- _GIVEN DATA_:
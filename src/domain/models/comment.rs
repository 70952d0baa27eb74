use std::collections::HashMap;

use serde::Serialize;
use chrono::{DateTime, Utc};
use sqlx::FromRow;

use crate::domain::models::{credential, require_text};
use crate::error::AppError;

#[derive(Debug, Serialize, FromRow, Clone)]
pub struct Comment {
    pub id: String,
    pub event_id: String,
    pub parent_id: Option<String>,
    pub author_id: String,
    pub content: String,
    pub created_at: DateTime<Utc>,
}

impl Comment {
    pub fn new(event_id: String, author_id: String, content: String, parent_id: Option<String>) -> Result<Self, AppError> {
        require_text("content", &content)?;
        Ok(Self {
            id: credential::new_public_id(),
            event_id,
            parent_id,
            author_id,
            content,
            created_at: Utc::now(),
        })
    }
}

/// Listing shape. The author's participant id is a credential, so only the
/// display name is exposed.
#[derive(Debug, Serialize, Clone)]
pub struct CommentNode {
    pub id: String,
    pub parent_id: Option<String>,
    pub author_name: String,
    pub content: String,
    pub created_at: DateTime<Utc>,
    pub replies: Vec<CommentNode>,
}

/// One event's comments held in an arena, with the parent relation
/// resolved through an id -> slot index.
pub struct CommentForest {
    comments: Vec<Comment>,
    index: HashMap<String, usize>,
    children: Vec<Vec<usize>>,
    roots: Vec<usize>,
}

impl CommentForest {
    pub fn new(mut comments: Vec<Comment>) -> Self {
        comments.sort_by(|a, b| a.created_at.cmp(&b.created_at).then_with(|| a.id.cmp(&b.id)));

        let index: HashMap<String, usize> = comments
            .iter()
            .enumerate()
            .map(|(slot, c)| (c.id.clone(), slot))
            .collect();

        let mut children = vec![Vec::new(); comments.len()];
        let mut roots = Vec::new();
        for (slot, comment) in comments.iter().enumerate() {
            match comment.parent_id.as_ref().and_then(|p| index.get(p)) {
                Some(&parent) => children[parent].push(slot),
                // A parent outside this set can only be a dangling row; surface it at the top.
                None => roots.push(slot),
            }
        }

        Self { comments, index, children, roots }
    }

    /// `id` followed by every transitive reply, parents before children.
    pub fn subtree_ids(&self, id: &str) -> Vec<String> {
        let Some(&start) = self.index.get(id) else {
            return Vec::new();
        };
        let mut ids = Vec::new();
        let mut stack = vec![start];
        while let Some(slot) = stack.pop() {
            ids.push(self.comments[slot].id.clone());
            stack.extend(self.children[slot].iter().rev());
        }
        ids
    }

    /// Builds the nested listing, resolving author names through `names`
    /// (participant id -> display name).
    pub fn into_tree(self, names: &HashMap<String, String>) -> Vec<CommentNode> {
        self.roots.iter().map(|&slot| self.node(slot, names)).collect()
    }

    fn node(&self, slot: usize, names: &HashMap<String, String>) -> CommentNode {
        let comment = &self.comments[slot];
        CommentNode {
            id: comment.id.clone(),
            parent_id: comment.parent_id.clone(),
            author_name: names.get(&comment.author_id).cloned().unwrap_or_default(),
            content: comment.content.clone(),
            created_at: comment.created_at,
            replies: self.children[slot].iter().map(|&child| self.node(child, names)).collect(),
        }
    }
}

#[cfg(test)]
mod tests {
    use super::*;
    use chrono::Duration;

    fn comment(id: &str, parent: Option<&str>, minutes: i64) -> Comment {
        Comment {
            id: id.into(),
            event_id: "ev".into(),
            parent_id: parent.map(Into::into),
            author_id: "p1".into(),
            content: format!("comment {}", id),
            created_at: Utc::now() + Duration::minutes(minutes),
        }
    }

    fn forest() -> CommentForest {
        CommentForest::new(vec![
            comment("reply-b", Some("root-1"), 3),
            comment("root-1", None, 0),
            comment("reply-a", Some("root-1"), 1),
            comment("nested", Some("reply-a"), 2),
            comment("root-2", None, 4),
        ])
    }

    #[test]
    fn builds_nested_tree_in_creation_order() {
        let names = HashMap::from([("p1".to_string(), "Ada".to_string())]);
        let tree = forest().into_tree(&names);
        assert_eq!(tree.len(), 2);
        assert_eq!(tree[0].id, "root-1");
        assert_eq!(tree[0].author_name, "Ada");
        let replies: Vec<_> = tree[0].replies.iter().map(|r| r.id.as_str()).collect();
        assert_eq!(replies, vec!["reply-a", "reply-b"]);
        assert_eq!(tree[0].replies[0].replies[0].id, "nested");
        assert!(tree[1].replies.is_empty());
    }

    #[test]
    fn subtree_of_root_contains_all_descendants() {
        let f = forest();
        let mut ids = f.subtree_ids("root-1");
        ids.sort();
        assert_eq!(ids, vec!["nested", "reply-a", "reply-b", "root-1"]);
    }

    #[test]
    fn subtree_of_leaf_is_itself() {
        assert_eq!(forest().subtree_ids("reply-b"), vec!["reply-b"]);
        assert!(forest().subtree_ids("missing").is_empty());
    }

    #[test]
    fn empty_content_is_rejected() {
        assert!(Comment::new("ev".into(), "p1".into(), "  ".into(), None).is_err());
    }
}
use axum::{
    extract::{Path, State},
    http::{header, StatusCode},
    response::IntoResponse,
    Json,
};
use crate::state::AppState;
use crate::api::extractors::organizer::OrganizerEvent;
use crate::api::dtos::{
    requests::{CreateEventRequest, UpdateEventRequest},
    responses::{AdminEventResponse, EventCreatedResponse, PublicEventResponse},
};
use crate::error::AppError;
use std::sync::Arc;
use tracing::info;

pub async fn create_event(
    State(state): State<Arc<AppState>>,
    Json(payload): Json<CreateEventRequest>,
) -> Result<impl IntoResponse, AppError> {
    info!("Creating event: {}", payload.name);
    let event = state.events.create_event(payload.into()).await?;
    Ok((StatusCode::CREATED, Json(EventCreatedResponse::from(event))))
}

pub async fn get_event(
    State(state): State<Arc<AppState>>,
    Path(event_id): Path<String>,
) -> Result<impl IntoResponse, AppError> {
    let view = state.events.get_public_view(&event_id).await?;
    Ok(Json(PublicEventResponse::from(view)))
}

pub async fn export_ics(
    State(state): State<Arc<AppState>>,
    Path(event_id): Path<String>,
) -> Result<impl IntoResponse, AppError> {
    let (event, ics) = state.events.export_ics(&event_id).await?;
    let disposition = format!("attachment; filename=\"{}.ics\"", event.id);
    Ok((
        [
            (header::CONTENT_TYPE, "text/calendar; charset=utf-8".to_string()),
            (header::CONTENT_DISPOSITION, disposition),
        ],
        ics,
    ))
}

pub async fn get_admin_view(
    State(state): State<Arc<AppState>>,
    Path((event_id, edit_id)): Path<(String, String)>,
) -> Result<impl IntoResponse, AppError> {
    let view = state.events.get_admin_view(&event_id, &edit_id).await?;
    Ok(Json(AdminEventResponse::from(view)))
}

pub async fn update_event(
    State(state): State<Arc<AppState>>,
    OrganizerEvent(event): OrganizerEvent,
    Json(payload): Json<UpdateEventRequest>,
) -> Result<impl IntoResponse, AppError> {
    let updated = state.events.update_event(&event.edit_id, payload.into()).await?;
    Ok(Json(updated))
}

pub async fn delete_event(
    State(state): State<Arc<AppState>>,
    OrganizerEvent(event): OrganizerEvent,
) -> Result<impl IntoResponse, AppError> {
    state.events.delete_event(&event.edit_id).await?;
    Ok(StatusCode::NO_CONTENT)
}
use crate::domain::{models::job::{Job, CLAIM_LEASE_SECS, MAX_ATTEMPTS}, ports::JobRepository};
use crate::error::AppError;
use async_trait::async_trait;
use sqlx::SqlitePool;
use chrono::{DateTime, Duration, Utc};

pub struct SqliteJobRepo {
    pool: SqlitePool,
}

impl SqliteJobRepo {
    pub fn new(pool: SqlitePool) -> Self { Self { pool } }
}

#[async_trait]
impl JobRepository for SqliteJobRepo {
    async fn create(&self, job: &Job) -> Result<Job, AppError> {
        sqlx::query_as::<_, Job>(
            "INSERT INTO jobs (id, job_type, payload, execute_at, status, attempts, error_message, created_at) VALUES (?, ?, ?, ?, ?, ?, ?, ?) RETURNING *"
        )
            .bind(&job.id)
            .bind(&job.job_type)
            .bind(&job.payload)
            .bind(job.execute_at)
            .bind(&job.status)
            .bind(job.attempts)
            .bind(&job.error_message)
            .bind(job.created_at)
            .fetch_one(&self.pool)
            .await
            .map_err(AppError::Database)
    }

    async fn find_pending(&self, limit: i32) -> Result<Vec<Job>, AppError> {
        let now = Utc::now();
        let lease_until = now + Duration::seconds(CLAIM_LEASE_SECS);

        sqlx::query(
            "UPDATE jobs SET status = 'FAILED', error_message = 'Worker stopped while processing' WHERE status = 'PROCESSING' AND execute_at <= ? AND attempts >= ?"
        )
            .bind(now)
            .bind(MAX_ATTEMPTS)
            .execute(&self.pool)
            .await
            .map_err(AppError::Database)?;

        sqlx::query_as::<_, Job>(
            r#"
            UPDATE jobs
            SET status = 'PROCESSING', attempts = attempts + 1, execute_at = ?
            WHERE id IN (
                SELECT id FROM jobs
                WHERE status IN ('PENDING', 'PROCESSING') AND execute_at <= ?
                ORDER BY execute_at ASC
                LIMIT ?
            )
            RETURNING *
            "#
        )
            .bind(lease_until)
            .bind(now)
            .bind(limit)
            .fetch_all(&self.pool)
            .await
            .map_err(AppError::Database)
    }

    async fn update_status(&self, id: &str, status: &str, error_message: Option<String>) -> Result<(), AppError> {
        sqlx::query("UPDATE jobs SET status = ?, error_message = ? WHERE id = ?")
            .bind(status)
            .bind(error_message)
            .bind(id)
            .execute(&self.pool)
            .await
            .map_err(AppError::Database)?;
        Ok(())
    }

    async fn schedule_retry(&self, id: &str, execute_at: DateTime<Utc>, error_message: String) -> Result<(), AppError> {
        sqlx::query("UPDATE jobs SET status = 'PENDING', execute_at = ?, error_message = ? WHERE id = ?")
            .bind(execute_at)
            .bind(error_message)
            .bind(id)
            .execute(&self.pool)
            .await
            .map_err(AppError::Database)?;
        Ok(())
    }
}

- _WHAT THE TASK ASKS_:
Every line holding the word "SqliteJobRepo" should be copied out of the material.

- _EXPECTED OUTPUT_:
pub struct SqliteJobRepo {
impl SqliteJobRepo {
impl JobRepository for SqliteJobRepo {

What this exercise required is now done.